Every brand is defined by two terms; perception [promise] and impression [experience]. While a brand fosters expectations through perception, it creates impressions through fulfilled expectations and ultimately triggers a positive reaction. The primary role of a brand is to create a perception that will compel the majority to like and accept it. And the secondary role is to create a lasting impression on the masses by leaving an indelible mark in their minds.
Positive customer reactions are formed by the brand utility. According to Investopedia, utility refers to the total satisfaction received from consuming [experience or interaction with] a good or service… it directly influences the demand, and therefore price, of that good or service.
American internet entrepreneur and Zappos CEO, Tony Hsieh at one time said that “We take most of the money that we could have spent on paid advertising and instead put it back into the customer experience. Then we let the customers be our marketing. Historically, our number one growth drivers have been from repeat customers and word of mouth.” And American business magnate and founder of Amazon, Jeff Bezos once said that, “If you do build great experience, customers tell each other about that. Word of mouth is very powerful.”
Perception is the retention of a sensory stimuli that may be organised into mostly, a lasting experience. There are five basic types of perceptions and these are; visual [sight], auditory [hearing], olfactory [smell], haptic [touch] and gustatory [taste]. These are a summary through which a person can experience an idea, product or service and be influenced to either have positive or negative attitude, towards an individual or entity and its products.

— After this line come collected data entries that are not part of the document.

use std::future::Future;
use std::time::Duration;

use common::DlqErrorCode;
use common::retry::{RetryAttempt, RetryDecision, RetryState};
use tokio_util::sync::CancellationToken;
use tracing::{error, warn};

use crate::service::{FailureClass, IngestError};

/// Final state of one message under the [`RetryPolicy`].
#[derive(Debug)]
pub enum Resolution<T> {
    Success(T),
    /// Give up on the message and route it to the dead-letter queue.
    DeadLetter {
        code: DlqErrorCode,
        error: String,
        history: Vec<RetryAttempt>,
    },
    /// Shutdown interrupted a retry wait. The message must not be committed.
    Cancelled,
}

/// Bounded retries with linear backoff.
///
/// Terminal failures end after one attempt. Retryable failures are retried up
/// to `max_retries` times, waiting `base_delay * n` before retry `n`.
#[derive(Debug, Clone, Copy)]
pub struct RetryPolicy {
    max_retries: u32,
    base_delay: Duration,
}

impl RetryPolicy {
    pub fn new(max_retries: u32, base_delay: Duration) -> Self {
        Self {
            max_retries,
            base_delay,
        }
    }

    /// Run `op` until it succeeds, fails terminally, runs out of retries, or
    /// `cancel` fires during a wait. `op` receives the 0-based attempt number.
    pub async fn execute<T, F, Fut>(&self, cancel: &CancellationToken, mut op: F) -> Resolution<T>
    where
        F: FnMut(u32) -> Fut,
        Fut: Future<Output = Result<T, IngestError>>,
    {
        let mut state = RetryState::new(self.max_retries, self.base_delay);

        loop {
            let attempt = state.attempt();
            let err = match op(attempt).await {
                Ok(value) => return Resolution::Success(value),
                Err(e) => e,
            };
            let error_str = err.to_string();

            if let FailureClass::Terminal(code) = err.class() {
                warn!(attempt, error = %err, "Non-retryable failure");
                let mut history = state.into_history();
                history.push(RetryAttempt::new(attempt + 1, error_str.as_str()));
                return Resolution::DeadLetter {
                    code,
                    error: error_str,
                    history,
                };
            }

            match state.record_failure(&error_str) {
                RetryDecision::Retry { attempt, delay } => {
                    warn!(
                        attempt,
                        delay_ms = delay.as_millis() as u64,
                        error = %err,
                        "Retrying message processing"
                    );
                    tokio::select! {
                        _ = cancel.cancelled() => return Resolution::Cancelled,
                        _ = tokio::time::sleep(delay) => {}
                    }
                }
                RetryDecision::Exhausted { history } => {
                    error!(
                        retry_count = history.len(),
                        error = %err,
                        "Max retries exhausted"
                    );
                    return Resolution::DeadLetter {
                        code: DlqErrorCode::MaxRetriesExceeded,
                        error: error_str,
                        history,
                    };
                }
            }
        }
    }
}

#[cfg(test)]
mod tests {
    use std::sync::Arc;
    use std::sync::atomic::{AtomicU32, Ordering};

    use sea_orm::DbErr;
    use tokio::time::Instant;

    use super::*;
    use crate::store::StoreError;

    fn storage_error() -> IngestError {
        IngestError::Storage(StoreError::Database(DbErr::Custom("connection reset".into())))
    }

    #[tokio::test(start_paused = true)]
    async fn retryable_failure_is_bounded_with_linear_delays() {
        let policy = RetryPolicy::new(3, Duration::from_millis(600));
        let cancel = CancellationToken::new();
        let mut calls = Vec::new();

        let resolution: Resolution<()> = policy
            .execute(&cancel, |attempt| {
                calls.push((attempt, Instant::now()));
                async { Err(storage_error()) }
            })
            .await;

        assert_eq!(calls.len(), 4);
        let gaps: Vec<_> = calls.windows(2).map(|w| w[1].1 - w[0].1).collect();
        assert_eq!(
            gaps,
            [
                Duration::from_millis(600),
                Duration::from_millis(1200),
                Duration::from_millis(1800),
            ]
        );
        match resolution {
            Resolution::DeadLetter {
                code,
                history,
                error,
            } => {
                assert_eq!(code, DlqErrorCode::MaxRetriesExceeded);
                assert_eq!(history.len(), 4);
                assert!(error.contains("connection reset"));
            }
            other => panic!("expected DeadLetter, got {other:?}"),
        }
    }

    #[tokio::test]
    async fn terminal_failure_is_attempted_once() {
        let policy = RetryPolicy::new(3, Duration::from_millis(1));
        let calls = AtomicU32::new(0);

        let resolution: Resolution<()> = policy
            .execute(&CancellationToken::new(), |_| {
                calls.fetch_add(1, Ordering::SeqCst);
                async { Err(IngestError::from(common::decode(b"garbage").unwrap_err())) }
            })
            .await;

        assert_eq!(calls.load(Ordering::SeqCst), 1);
        assert!(matches!(
            resolution,
            Resolution::DeadLetter { code: DlqErrorCode::DeserializationError, ref history, .. }
                if history.len() == 1
        ));
    }

    #[tokio::test(start_paused = true)]
    async fn recovers_after_transient_failures() {
        let policy = RetryPolicy::new(3, Duration::from_millis(100));
        let calls = AtomicU32::new(0);

        let resolution = policy
            .execute(&CancellationToken::new(), |attempt| {
                calls.fetch_add(1, Ordering::SeqCst);
                async move {
                    if attempt < 2 {
                        Err(storage_error())
                    } else {
                        Ok(attempt)
                    }
                }
            })
            .await;

        assert!(matches!(resolution, Resolution::Success(2)));
        assert_eq!(calls.load(Ordering::SeqCst), 3);
    }

    #[tokio::test]
    async fn zero_retries_dead_letters_after_first_failure() {
        let policy = RetryPolicy::new(0, Duration::from_secs(60));
        let resolution: Resolution<()> = policy
            .execute(&CancellationToken::new(), |_| async { Err(storage_error()) })
            .await;

        assert!(matches!(
            resolution,
            Resolution::DeadLetter { code: DlqErrorCode::MaxRetriesExceeded, .. }
        ));
    }

    #[tokio::test]
    async fn cancellation_aborts_retry_wait() {
        let policy = RetryPolicy::new(3, Duration::from_secs(3600));
        let cancel = CancellationToken::new();
        let calls = Arc::new(AtomicU32::new(0));

        let task = {
            let cancel = cancel.clone();
            let calls = Arc::clone(&calls);
            tokio::spawn(async move {
                policy
                    .execute(&cancel, |_| {
                        calls.fetch_add(1, Ordering::SeqCst);
                        async { Err::<(), _>(storage_error()) }
                    })
                    .await
            })
        };

        while calls.load(Ordering::SeqCst) == 0 {
            tokio::task::yield_now().await;
        }
        cancel.cancel();

        let resolution = tokio::time::timeout(Duration::from_secs(1), task)
            .await
            .unwrap()
            .unwrap();
        assert!(matches!(resolution, Resolution::Cancelled));
        assert_eq!(calls.load(Ordering::SeqCst), 1);
    }
}
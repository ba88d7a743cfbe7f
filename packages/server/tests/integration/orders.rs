use std::sync::Arc;

use chrono::Duration;
use order_service::test_support::{MemoryOrderStore, sample_order};

use crate::common::{TestApp, routes, test_config};

fn store_with(count: i64) -> Arc<MemoryOrderStore> {
    let store = Arc::new(MemoryOrderStore::new());
    for i in 0..count {
        let mut order = sample_order(&format!("order-{i}"));
        order.date_created += Duration::minutes(i);
        store.insert(order);
    }
    store
}

#[tokio::test]
async fn health_reports_ok() {
    let app = TestApp::spawn().await;

    let res = app.get(routes::HEALTH).await;

    assert_eq!(res.status, 200);
    assert_eq!(res.body["status"], "ok");
    app.stop().await;
}

#[tokio::test]
async fn openapi_document_lists_order_routes() {
    let app = TestApp::spawn().await;

    let res = app.get(routes::OPENAPI).await;

    assert_eq!(res.status, 200);
    assert!(res.body["paths"]["/api/v1/orders/{order_uid}"].is_object());
    app.stop().await;
}

#[tokio::test]
async fn get_order_returns_stored_order() {
    let app = TestApp::spawn_with(test_config(), store_with(1)).await;

    let res = app.get(&routes::order("order-0")).await;

    assert_eq!(res.status, 200, "body: {}", res.text);
    assert_eq!(res.body["order_uid"], "order-0");
    assert_eq!(res.body["delivery"]["city"], "Kiryat Mozkin");
    assert_eq!(res.body["items"].as_array().unwrap().len(), 1);
    app.stop().await;
}

#[tokio::test]
async fn repeated_get_is_served_from_cache() {
    let app = TestApp::spawn_with(test_config(), store_with(1)).await;

    assert_eq!(app.get(&routes::order("order-0")).await.status, 200);
    // Wait for the cache-aside write to land.
    let deadline = tokio::time::Instant::now() + std::time::Duration::from_secs(5);
    while app.cache.peek("order:order-0").is_none() {
        assert!(tokio::time::Instant::now() < deadline, "order never cached");
        tokio::time::sleep(std::time::Duration::from_millis(5)).await;
    }
    assert_eq!(app.get(&routes::order("order-0")).await.status, 200);

    assert_eq!(app.store.get_calls(), 1);
    app.stop().await;
}

#[tokio::test]
async fn get_unknown_order_is_not_found() {
    let app = TestApp::spawn().await;

    let res = app.get(&routes::order("missing")).await;

    assert_eq!(res.status, 404);
    assert_eq!(res.body["code"], "NOT_FOUND");
    assert_eq!(res.body["message"], "Order 'missing' not found");
    app.stop().await;
}

#[tokio::test]
async fn get_blank_uid_is_rejected() {
    let app = TestApp::spawn().await;

    let res = app.get(&routes::order("%20")).await;

    assert_eq!(res.status, 400);
    assert_eq!(res.body["code"], "VALIDATION_ERROR");
    assert_eq!(app.store.get_calls(), 0);
    app.stop().await;
}

#[tokio::test]
async fn store_failure_hides_details() {
    let app = TestApp::spawn().await;
    app.store.fail_reads(true);

    let res = app.get(&routes::order("order-0")).await;

    assert_eq!(res.status, 500);
    assert_eq!(res.body["code"], "INTERNAL_ERROR");
    assert_eq!(res.body["message"], "Internal server error");
    assert!(!res.text.contains("injected"));
    app.stop().await;
}

#[tokio::test]
async fn list_returns_newest_first_with_pagination() {
    let app = TestApp::spawn_with(test_config(), store_with(5)).await;

    let res = app.get(&format!("{}?page=2&limit=2", routes::ORDERS)).await;

    assert_eq!(res.status, 200, "body: {}", res.text);
    assert_eq!(res.body["total"], 5);
    assert_eq!(res.body["page"], 2);
    assert_eq!(res.body["limit"], 2);
    let uids: Vec<_> = res.body["orders"]
        .as_array()
        .unwrap()
        .iter()
        .map(|o| o["order_uid"].as_str().unwrap().to_string())
        .collect();
    assert_eq!(uids, ["order-2", "order-1"]);
    app.stop().await;
}

#[tokio::test]
async fn list_falls_back_on_unparsable_params() {
    let app = TestApp::spawn_with(test_config(), store_with(3)).await;

    let res = app.get(&format!("{}?page=abc&limit=-4", routes::ORDERS)).await;

    assert_eq!(res.status, 200);
    assert_eq!(res.body["page"], 1);
    assert_eq!(res.body["limit"], 50);
    assert_eq!(res.body["orders"].as_array().unwrap().len(), 3);
    app.stop().await;
}

#[tokio::test]
async fn list_clamps_limit() {
    let app = TestApp::spawn().await;

    let res = app.get(&format!("{}?limit=100000", routes::ORDERS)).await;

    assert_eq!(res.status, 200);
    assert_eq!(res.body["limit"], 500);
    assert_eq!(res.body["total"], 0);
    app.stop().await;
}

#[tokio::test]
async fn list_never_touches_cache() {
    let app = TestApp::spawn_with(test_config(), store_with(2)).await;

    let res = app.get(routes::ORDERS).await;

    assert_eq!(res.status, 200);
    assert_eq!(app.cache.get_calls(), 0);
    app.stop().await;
}
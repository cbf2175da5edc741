//! Radio player: an [`AudioEngine`] plus the buffering watchdog.
//!
//! The player forwards play/pause to the engine and consumes its events. A
//! native engine error and a buffering timeout take the same path: the
//! engine is stopped, the player is marked not playing, then the stream
//! error listener is notified.

use crate::engine::{AudioEngine, EngineEvent, PlaybackState};
use crate::error::PlaybackError;
use crate::watchdog::{BufferWatchdog, WatchdogState, BUFFER_TIMEOUT_MS};
use std::sync::atomic::{AtomicBool, Ordering};
use std::sync::{Arc, Mutex, PoisonError, RwLock, Weak};
use std::time::Duration;
use tokio::sync::mpsc;
use tokio::task::JoinHandle;
use tracing::{debug, error, info};

/// Consumer of playback failures
pub trait StreamErrorListener: Send + Sync {
    fn on_stream_error(&self, error: &PlaybackError);
}

/// Player tuning.
#[derive(Debug, Clone, PartialEq, Eq)]
pub struct PlayerConfig {
    pub buffer_timeout: Duration,
}

impl Default for PlayerConfig {
    fn default() -> Self {
        Self {
            buffer_timeout: Duration::from_millis(BUFFER_TIMEOUT_MS),
        }
    }
}

/// Stream player.
///
/// Cheap to clone; clones drive the same engine. Must be created from within
/// a Tokio runtime, since it spawns the task draining engine events.
#[derive(Clone)]
pub struct RadioPlayer {
    inner: Arc<PlayerInner>,
}

struct PlayerInner {
    engine: Arc<dyn AudioEngine>,
    watchdog: BufferWatchdog,
    playing: AtomicBool,
    listener: RwLock<Option<Arc<dyn StreamErrorListener>>>,
    pump: Mutex<Option<JoinHandle<()>>>,
}

impl RadioPlayer {
    pub fn new(engine: Arc<dyn AudioEngine>, config: PlayerConfig) -> Self {
        let events = engine.subscribe();
        let inner = Arc::new(PlayerInner {
            engine,
            watchdog: BufferWatchdog::new(config.buffer_timeout),
            playing: AtomicBool::new(false),
            listener: RwLock::new(None),
            pump: Mutex::new(None),
        });

        let pump = tokio::spawn(pump_events(Arc::downgrade(&inner), events));
        *inner.pump.lock().unwrap_or_else(PoisonError::into_inner) = Some(pump);

        Self { inner }
    }

    pub fn with_defaults(engine: Arc<dyn AudioEngine>) -> Self {
        Self::new(engine, PlayerConfig::default())
    }

    /// Registers the consumer of playback failures, replacing any previous one.
    pub fn set_stream_error_listener(&self, listener: Arc<dyn StreamErrorListener>) {
        *self
            .inner
            .listener
            .write()
            .unwrap_or_else(PoisonError::into_inner) = Some(listener);
    }

    pub fn is_playing(&self) -> bool {
        self.inner.playing.load(Ordering::SeqCst)
    }

    pub fn watchdog_state(&self) -> WatchdogState {
        self.inner.watchdog.state()
    }

    /// Prepares the engine if needed and starts playback as soon as it is ready.
    pub fn play(&self) {
        let engine = &self.inner.engine;
        if engine.playback_state() == PlaybackState::Idle {
            debug!("Preparing audio engine");
            if let Err(err) = engine.prepare() {
                PlayerInner::on_player_error(&self.inner, err);
                return;
            }
        }
        engine.set_play_when_ready(true);
        self.inner.playing.store(true, Ordering::SeqCst);
        info!("Playback requested");
    }

    pub fn pause(&self) {
        self.inner.engine.set_play_when_ready(false);
        self.inner.playing.store(false, Ordering::SeqCst);
        info!("Playback paused");
    }

    /// Releases the engine and stops consuming its events.
    pub fn release(&self) {
        self.inner.engine.release();
        self.inner.playing.store(false, Ordering::SeqCst);
        self.inner.watchdog.disarm();
        self.inner.abort_pump();
        info!("Player released");
    }

    /// Applies one engine event. Events from the engine subscription are
    /// routed here automatically.
    pub fn handle_event(&self, event: EngineEvent) {
        PlayerInner::handle_event(&self.inner, event);
    }
}

impl std::fmt::Debug for RadioPlayer {
    fn fmt(&self, f: &mut std::fmt::Formatter<'_>) -> std::fmt::Result {
        f.debug_struct("RadioPlayer")
            .field("playing", &self.is_playing())
            .field("watchdog", &self.inner.watchdog)
            .finish()
    }
}

async fn pump_events(player: Weak<PlayerInner>, mut events: mpsc::UnboundedReceiver<EngineEvent>) {
    while let Some(event) = events.recv().await {
        let Some(inner) = player.upgrade() else {
            break;
        };
        PlayerInner::handle_event(&inner, event);
    }
    debug!("Engine event stream closed");
}

impl PlayerInner {
    fn handle_event(inner: &Arc<Self>, event: EngineEvent) {
        match event {
            EngineEvent::StateChanged {
                play_when_ready,
                state,
            } => Self::on_player_state_changed(inner, play_when_ready, state),
            EngineEvent::Error(err) => Self::on_player_error(inner, err),
        }
    }

    fn on_player_state_changed(inner: &Arc<Self>, play_when_ready: bool, state: PlaybackState) {
        debug!(play_when_ready, ?state, "Engine state changed");
        let weak = Arc::downgrade(inner);
        inner.watchdog.on_playback_state_changed(state, move || {
            if let Some(inner) = weak.upgrade() {
                Self::on_buffering_timed_out(&inner);
            }
        });
    }

    fn on_buffering_timed_out(inner: &Arc<Self>) {
        let timeout_ms = inner.watchdog.timeout().as_millis() as u64;
        Self::on_player_error(inner, PlaybackError::BufferingTimedOut { timeout_ms });
    }

    fn on_player_error(inner: &Arc<Self>, err: PlaybackError) {
        error!(error = %err, "Stream playback failed");

        inner.watchdog.disarm();
        inner.engine.stop();
        inner.playing.store(false, Ordering::SeqCst);

        let listener = inner
            .listener
            .read()
            .unwrap_or_else(PoisonError::into_inner)
            .clone();
        match listener {
            Some(listener) => listener.on_stream_error(&err),
            None => debug!("No stream error listener attached"),
        }
    }

    fn abort_pump(&self) {
        if let Some(pump) = self
            .pump
            .lock()
            .unwrap_or_else(PoisonError::into_inner)
            .take()
        {
            pump.abort();
        }
    }
}

impl Drop for PlayerInner {
    fn drop(&mut self) {
        self.abort_pump();
    }
}
//! Extension pour intégrer le client now-playing dans pmoconfig
//!
//! ```rust,ignore
//! use pmoconfig::get_config;
//! use pmonowplaying::NowPlayingConfigExt;
//!
//! let config = get_config();
//! let client = config.now_playing_client()?;
//! let poller_config = config.poller_config()?;
//! ```

use crate::client::NowPlayingClient;
use crate::poller::PollerConfig;
use anyhow::Result;
use pmoconfig::Config;
use std::time::Duration;

/// Builds the now-playing client and poller settings from `pmoconfig::Config`
pub trait NowPlayingConfigExt {
    /// Poller delays (`poller.default_delay_ms`, `poller.boundary_padding_ms`)
    fn poller_config(&self) -> Result<PollerConfig>;

    /// HTTP client for `radio.api_url`, with the configured timeout and user agent
    fn now_playing_client(&self) -> Result<NowPlayingClient>;
}

impl NowPlayingConfigExt for Config {
    fn poller_config(&self) -> Result<PollerConfig> {
        Ok(PollerConfig {
            default_delay: Duration::from_millis(self.get_default_poll_delay_ms()?),
            boundary_padding: Duration::from_millis(self.get_boundary_padding_ms()?),
        })
    }

    fn now_playing_client(&self) -> Result<NowPlayingClient> {
        let client = NowPlayingClient::builder()
            .api_url(self.get_radio_api_url()?)
            .request_timeout(Duration::from_secs(self.get_radio_request_timeout_secs()?))
            .user_agent(self.get_radio_user_agent()?)
            .build()?;
        Ok(client)
    }
}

You can therefore make positive perceptions in people by favourably appealing to their senses in whichever way possible. If you have had an encounter or witnessed how hawkers sell their merchandise, you may have seen how they sentimentally appeal to people’s senses. Numerous people end up buying, out of impulse unlike on reason. Allow me to illustrate this point: a merchandiser selling toys on the streets will first demonstrate how a toy works and hand it to a child who may not be willing to let go, and he will then politely entreat the parent or guardian to buy for the child. Another one will let a person try out an article, and then describe how you look.
Goodwill is either a cooperative attitude or an established reputation of a business. According to Charles Fletcher Dole, “Goodwill is the mightiest practical force in the universe.” It is goodwill that will compel people to not only continue buying from your outlet but to also pull others along. It is goodwill that will help business to fend off competition even from tough competitors. American entrepreneur and founder of Marshall Field and Company, Marshall Field once opined that, “Goodwill is the one and only asset that competition cannot undersell or destroy.”
Every business must therefore strive to earn goodwill through the innovations and their marketing strategy.
In its simplistic form, adoption is the process by which people become users of a product. To put it differently, adoption is simply the acceptance of a brand by customers. You must therefore realise that consumers buy brands and not commodities. In human relationships too, people choose brands and not persons. There are so many human beings out there but we only pick a specific brand that promises to satisfy our unique needs. Philip Kotler wrote that, “If you are not a brand, you are a commodity.”
Allow me to end with a quote from Noreena Hertz who once said that, “Goodwill and reputation are intangibles, but they are the keys to business success. Since they are also inexorably linked to social values, it follows that a change in social norms will have a significant impact on profits. For today I will end here; it’s Au revoir, from EBP.